SAFETY CULTURE
Six Sigma in surgery: how to create a safer culture in the operating theatre
Published on
September 28, 2021
British Journal of Anaesthesia
Overview
This editorial discusses the importance of improving safety culture in operating rooms using the Six Sigma approach and innovative technology like the the OR Black Box®. The authors argue that surgical errors are often the result of complex, multifactorial events rather than individual failures. They propose using a data-driven strategy, similar to that used in aviation, to reduce variability and improve safety in healthcare. The Six Sigma methodology, which aims for near-perfect performance (3.4 defects per million opportunities), is suggested as a framework for implementing this approach.

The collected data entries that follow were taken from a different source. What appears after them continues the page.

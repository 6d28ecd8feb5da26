mod handler;
mod model;

pub use model::Event;

pub use handler::{
    create_event, delete_event, get_event, list_past_events, list_upcoming_events, load_event,
    update_event,
};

The authors advocate for the use of comprehensive data capture systems, such as the OR Black Box, to collect and analyze real-time data from multiple sources in the operating room. This technology allows for objective evaluation of team performance, identification of safety threats, and opportunities for improvement. The editorial emphasizes the importance of creating a blame-free culture where errors are discussed openly, and teams can learn from them. By following the Six Sigma strategy (Define, Measure, Analyze, Improve, Control) and utilizing data monitoring systems, healthcare organizations can work towards achieving a higher level of safety performance in the operating room.
Results
To reduce the incidence of errors in the operating room, quality and safety improvement initiatives need to involve the entire team and be supported by the organization. The use of innovative analytical platforms such as an OR Black Box should be embraced, as they may support process optimization and help healthcare organizations reach the level of a progressive, sustainable, and Six Sigma safety culture in the operating room.